• Task instructions: Give the data again exactly, stopping after the "use slack_ingest_core::state::SlackTs;" line.

Items from a data source:

..............................

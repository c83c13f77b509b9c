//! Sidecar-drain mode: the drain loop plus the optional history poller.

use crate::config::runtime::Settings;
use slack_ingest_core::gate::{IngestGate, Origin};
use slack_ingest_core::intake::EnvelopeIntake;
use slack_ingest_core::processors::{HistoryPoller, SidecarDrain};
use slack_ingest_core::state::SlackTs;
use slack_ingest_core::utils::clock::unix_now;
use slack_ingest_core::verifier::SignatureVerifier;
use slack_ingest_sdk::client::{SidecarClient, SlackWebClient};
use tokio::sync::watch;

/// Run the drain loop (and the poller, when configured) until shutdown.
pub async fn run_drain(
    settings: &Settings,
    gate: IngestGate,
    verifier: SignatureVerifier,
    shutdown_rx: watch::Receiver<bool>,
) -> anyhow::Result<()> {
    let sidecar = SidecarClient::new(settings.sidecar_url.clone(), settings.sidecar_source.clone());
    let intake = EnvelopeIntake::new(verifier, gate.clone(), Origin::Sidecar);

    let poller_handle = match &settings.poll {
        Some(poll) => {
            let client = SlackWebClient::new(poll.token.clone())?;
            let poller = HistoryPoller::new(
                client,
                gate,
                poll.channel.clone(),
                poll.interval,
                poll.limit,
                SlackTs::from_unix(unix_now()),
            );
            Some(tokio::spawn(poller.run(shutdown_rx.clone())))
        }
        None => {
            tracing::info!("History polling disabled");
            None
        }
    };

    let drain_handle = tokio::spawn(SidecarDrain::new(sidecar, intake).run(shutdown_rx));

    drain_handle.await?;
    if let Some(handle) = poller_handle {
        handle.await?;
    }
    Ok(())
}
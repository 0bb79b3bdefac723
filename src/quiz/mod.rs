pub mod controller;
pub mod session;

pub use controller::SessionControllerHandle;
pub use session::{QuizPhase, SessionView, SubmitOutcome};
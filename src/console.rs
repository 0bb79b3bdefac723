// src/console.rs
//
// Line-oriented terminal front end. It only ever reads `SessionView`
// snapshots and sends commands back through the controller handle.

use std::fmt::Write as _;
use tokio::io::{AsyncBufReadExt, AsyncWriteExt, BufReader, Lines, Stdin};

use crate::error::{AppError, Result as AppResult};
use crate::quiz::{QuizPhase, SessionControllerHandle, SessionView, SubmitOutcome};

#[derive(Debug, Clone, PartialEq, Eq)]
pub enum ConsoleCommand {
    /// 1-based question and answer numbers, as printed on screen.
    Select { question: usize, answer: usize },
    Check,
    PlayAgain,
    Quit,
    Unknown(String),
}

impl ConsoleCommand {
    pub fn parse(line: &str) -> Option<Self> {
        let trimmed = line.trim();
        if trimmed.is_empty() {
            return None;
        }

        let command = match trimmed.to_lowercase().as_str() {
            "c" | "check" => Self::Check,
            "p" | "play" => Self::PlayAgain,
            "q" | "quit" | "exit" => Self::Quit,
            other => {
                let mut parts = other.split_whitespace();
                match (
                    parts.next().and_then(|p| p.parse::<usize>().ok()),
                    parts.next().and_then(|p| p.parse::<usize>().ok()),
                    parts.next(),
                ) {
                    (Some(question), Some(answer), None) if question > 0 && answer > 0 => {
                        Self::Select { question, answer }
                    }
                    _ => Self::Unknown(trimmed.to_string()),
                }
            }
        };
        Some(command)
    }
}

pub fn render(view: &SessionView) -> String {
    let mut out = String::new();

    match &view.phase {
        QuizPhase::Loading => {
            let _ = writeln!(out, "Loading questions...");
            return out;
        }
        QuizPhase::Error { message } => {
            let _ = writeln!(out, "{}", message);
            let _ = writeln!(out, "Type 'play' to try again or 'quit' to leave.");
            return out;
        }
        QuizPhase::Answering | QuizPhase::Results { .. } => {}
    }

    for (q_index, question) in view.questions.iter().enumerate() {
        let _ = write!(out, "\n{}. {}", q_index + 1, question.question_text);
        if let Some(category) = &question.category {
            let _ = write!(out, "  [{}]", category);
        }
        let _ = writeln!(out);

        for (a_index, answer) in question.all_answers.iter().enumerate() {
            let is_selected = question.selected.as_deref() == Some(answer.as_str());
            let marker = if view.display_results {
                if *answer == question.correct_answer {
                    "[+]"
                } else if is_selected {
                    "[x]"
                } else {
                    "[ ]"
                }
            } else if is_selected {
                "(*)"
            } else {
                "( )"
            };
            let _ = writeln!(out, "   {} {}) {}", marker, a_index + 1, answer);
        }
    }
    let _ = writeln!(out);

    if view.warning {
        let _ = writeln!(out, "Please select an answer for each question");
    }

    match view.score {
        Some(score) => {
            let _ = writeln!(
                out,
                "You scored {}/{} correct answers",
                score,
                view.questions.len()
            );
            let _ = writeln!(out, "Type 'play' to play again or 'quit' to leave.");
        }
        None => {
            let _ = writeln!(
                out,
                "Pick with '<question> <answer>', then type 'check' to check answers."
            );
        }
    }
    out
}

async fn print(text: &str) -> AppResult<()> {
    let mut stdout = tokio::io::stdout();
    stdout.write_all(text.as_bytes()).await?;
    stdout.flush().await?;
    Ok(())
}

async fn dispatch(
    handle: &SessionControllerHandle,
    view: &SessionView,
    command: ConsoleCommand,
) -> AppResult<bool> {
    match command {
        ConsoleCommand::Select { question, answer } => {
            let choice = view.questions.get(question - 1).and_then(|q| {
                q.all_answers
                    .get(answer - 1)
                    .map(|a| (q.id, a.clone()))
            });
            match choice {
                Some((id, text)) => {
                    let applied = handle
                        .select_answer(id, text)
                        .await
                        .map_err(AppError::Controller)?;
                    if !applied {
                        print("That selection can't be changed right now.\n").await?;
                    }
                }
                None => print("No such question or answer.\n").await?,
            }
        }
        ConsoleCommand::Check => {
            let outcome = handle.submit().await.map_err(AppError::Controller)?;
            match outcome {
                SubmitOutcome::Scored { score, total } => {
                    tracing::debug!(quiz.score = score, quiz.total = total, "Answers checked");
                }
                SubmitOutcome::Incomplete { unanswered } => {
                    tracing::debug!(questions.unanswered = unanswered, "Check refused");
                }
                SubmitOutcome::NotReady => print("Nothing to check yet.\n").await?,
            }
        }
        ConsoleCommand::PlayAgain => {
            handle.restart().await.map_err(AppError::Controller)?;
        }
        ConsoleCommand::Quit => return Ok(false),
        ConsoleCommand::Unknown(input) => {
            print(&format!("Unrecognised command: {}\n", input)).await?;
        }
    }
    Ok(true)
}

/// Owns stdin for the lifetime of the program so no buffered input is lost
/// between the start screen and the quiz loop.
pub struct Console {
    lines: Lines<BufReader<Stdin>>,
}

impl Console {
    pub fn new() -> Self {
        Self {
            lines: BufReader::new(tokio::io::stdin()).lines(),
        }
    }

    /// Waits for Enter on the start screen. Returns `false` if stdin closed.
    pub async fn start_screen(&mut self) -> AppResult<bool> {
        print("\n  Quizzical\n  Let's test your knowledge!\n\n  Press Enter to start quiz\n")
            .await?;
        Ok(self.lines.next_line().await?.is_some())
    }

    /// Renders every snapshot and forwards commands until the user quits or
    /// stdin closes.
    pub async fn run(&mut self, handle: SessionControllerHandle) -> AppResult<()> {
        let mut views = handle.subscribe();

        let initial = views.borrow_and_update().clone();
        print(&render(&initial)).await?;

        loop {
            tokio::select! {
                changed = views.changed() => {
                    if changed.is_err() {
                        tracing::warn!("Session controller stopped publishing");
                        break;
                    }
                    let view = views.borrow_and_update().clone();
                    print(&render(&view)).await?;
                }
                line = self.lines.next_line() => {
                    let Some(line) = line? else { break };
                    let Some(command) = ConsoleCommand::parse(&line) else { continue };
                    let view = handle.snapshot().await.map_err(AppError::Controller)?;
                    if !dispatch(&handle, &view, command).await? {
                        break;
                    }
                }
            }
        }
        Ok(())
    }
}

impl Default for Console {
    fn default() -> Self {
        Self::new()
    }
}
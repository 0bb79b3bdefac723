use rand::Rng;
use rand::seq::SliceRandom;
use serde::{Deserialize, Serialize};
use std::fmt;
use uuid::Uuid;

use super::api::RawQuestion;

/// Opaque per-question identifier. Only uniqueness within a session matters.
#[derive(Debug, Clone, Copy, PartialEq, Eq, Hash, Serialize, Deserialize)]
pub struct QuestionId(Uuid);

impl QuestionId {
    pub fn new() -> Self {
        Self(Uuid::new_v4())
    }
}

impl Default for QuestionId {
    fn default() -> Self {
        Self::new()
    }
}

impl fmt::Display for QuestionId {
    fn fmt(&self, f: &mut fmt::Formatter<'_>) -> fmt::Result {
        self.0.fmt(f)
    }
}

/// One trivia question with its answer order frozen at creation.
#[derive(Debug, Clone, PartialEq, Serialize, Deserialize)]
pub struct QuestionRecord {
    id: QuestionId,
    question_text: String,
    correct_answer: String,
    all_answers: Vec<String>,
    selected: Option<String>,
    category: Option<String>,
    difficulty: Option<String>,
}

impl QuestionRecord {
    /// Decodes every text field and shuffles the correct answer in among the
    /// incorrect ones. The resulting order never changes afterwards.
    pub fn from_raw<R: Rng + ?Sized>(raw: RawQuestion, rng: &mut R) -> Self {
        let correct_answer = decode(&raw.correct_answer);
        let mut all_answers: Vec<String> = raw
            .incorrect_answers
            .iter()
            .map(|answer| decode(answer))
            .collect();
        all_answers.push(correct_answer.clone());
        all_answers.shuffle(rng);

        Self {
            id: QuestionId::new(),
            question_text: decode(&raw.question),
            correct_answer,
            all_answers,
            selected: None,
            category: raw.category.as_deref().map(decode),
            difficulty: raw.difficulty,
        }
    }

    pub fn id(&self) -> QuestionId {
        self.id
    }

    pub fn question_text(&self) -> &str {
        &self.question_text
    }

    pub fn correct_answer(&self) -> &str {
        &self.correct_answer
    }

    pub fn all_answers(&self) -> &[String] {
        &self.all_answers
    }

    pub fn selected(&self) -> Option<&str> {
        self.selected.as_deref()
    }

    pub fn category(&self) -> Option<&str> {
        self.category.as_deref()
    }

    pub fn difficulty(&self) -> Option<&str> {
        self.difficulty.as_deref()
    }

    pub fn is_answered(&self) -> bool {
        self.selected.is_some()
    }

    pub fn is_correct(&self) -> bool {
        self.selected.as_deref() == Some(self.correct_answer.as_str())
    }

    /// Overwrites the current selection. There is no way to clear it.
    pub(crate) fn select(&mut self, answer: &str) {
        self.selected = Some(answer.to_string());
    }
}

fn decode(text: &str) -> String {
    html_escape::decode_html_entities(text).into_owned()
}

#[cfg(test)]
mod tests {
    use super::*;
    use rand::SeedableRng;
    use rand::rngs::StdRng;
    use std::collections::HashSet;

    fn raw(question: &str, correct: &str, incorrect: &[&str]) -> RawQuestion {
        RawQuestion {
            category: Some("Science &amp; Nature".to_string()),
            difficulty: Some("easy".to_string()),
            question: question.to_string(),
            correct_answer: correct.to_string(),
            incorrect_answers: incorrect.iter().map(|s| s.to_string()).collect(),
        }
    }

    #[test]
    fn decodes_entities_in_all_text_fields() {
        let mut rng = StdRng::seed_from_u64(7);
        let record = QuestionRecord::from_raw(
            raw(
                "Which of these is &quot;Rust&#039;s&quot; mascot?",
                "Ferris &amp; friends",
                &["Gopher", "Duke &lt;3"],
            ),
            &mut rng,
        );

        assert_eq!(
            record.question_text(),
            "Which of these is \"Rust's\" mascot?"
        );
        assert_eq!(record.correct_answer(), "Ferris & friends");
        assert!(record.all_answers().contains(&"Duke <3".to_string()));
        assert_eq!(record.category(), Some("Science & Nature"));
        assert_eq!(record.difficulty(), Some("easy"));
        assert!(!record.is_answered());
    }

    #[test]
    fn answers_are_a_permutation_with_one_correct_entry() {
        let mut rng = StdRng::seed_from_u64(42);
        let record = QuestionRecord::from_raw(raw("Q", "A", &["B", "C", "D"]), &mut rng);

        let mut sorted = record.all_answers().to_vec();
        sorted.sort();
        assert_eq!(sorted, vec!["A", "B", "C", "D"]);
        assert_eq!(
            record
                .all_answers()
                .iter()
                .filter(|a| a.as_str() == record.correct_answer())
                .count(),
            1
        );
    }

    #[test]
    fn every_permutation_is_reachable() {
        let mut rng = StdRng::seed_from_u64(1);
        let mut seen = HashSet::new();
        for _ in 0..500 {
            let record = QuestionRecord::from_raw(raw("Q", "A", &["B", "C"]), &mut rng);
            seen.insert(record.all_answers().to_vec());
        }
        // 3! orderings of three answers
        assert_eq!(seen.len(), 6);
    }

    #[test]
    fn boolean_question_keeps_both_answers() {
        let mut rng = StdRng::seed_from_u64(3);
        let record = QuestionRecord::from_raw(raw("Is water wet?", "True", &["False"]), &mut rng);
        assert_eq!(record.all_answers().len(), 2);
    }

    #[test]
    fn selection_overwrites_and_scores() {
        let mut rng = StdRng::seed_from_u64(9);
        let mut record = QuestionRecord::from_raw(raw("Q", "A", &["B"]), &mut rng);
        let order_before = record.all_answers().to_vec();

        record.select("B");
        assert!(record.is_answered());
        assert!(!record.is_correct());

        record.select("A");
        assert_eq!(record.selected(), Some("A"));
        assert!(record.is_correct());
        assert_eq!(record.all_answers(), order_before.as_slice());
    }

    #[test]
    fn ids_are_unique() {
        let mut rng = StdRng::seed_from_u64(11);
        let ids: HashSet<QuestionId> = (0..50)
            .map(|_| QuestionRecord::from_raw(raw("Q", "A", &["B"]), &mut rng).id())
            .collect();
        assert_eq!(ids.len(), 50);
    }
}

..............................

• Task answer:
repository c83c13f77b509b9c
//! Sidecar-drain mode: the drain loop plus the optional history poller.

use crate::config::runtime::Settings;
use slack_ingest_core::gate::{IngestGate, Origin};
use slack_ingest_core::intake::EnvelopeIntake;
use slack_ingest_core::processors::{HistoryPoller, SidecarDrain};
use slack_ingest_core::state::SlackTs;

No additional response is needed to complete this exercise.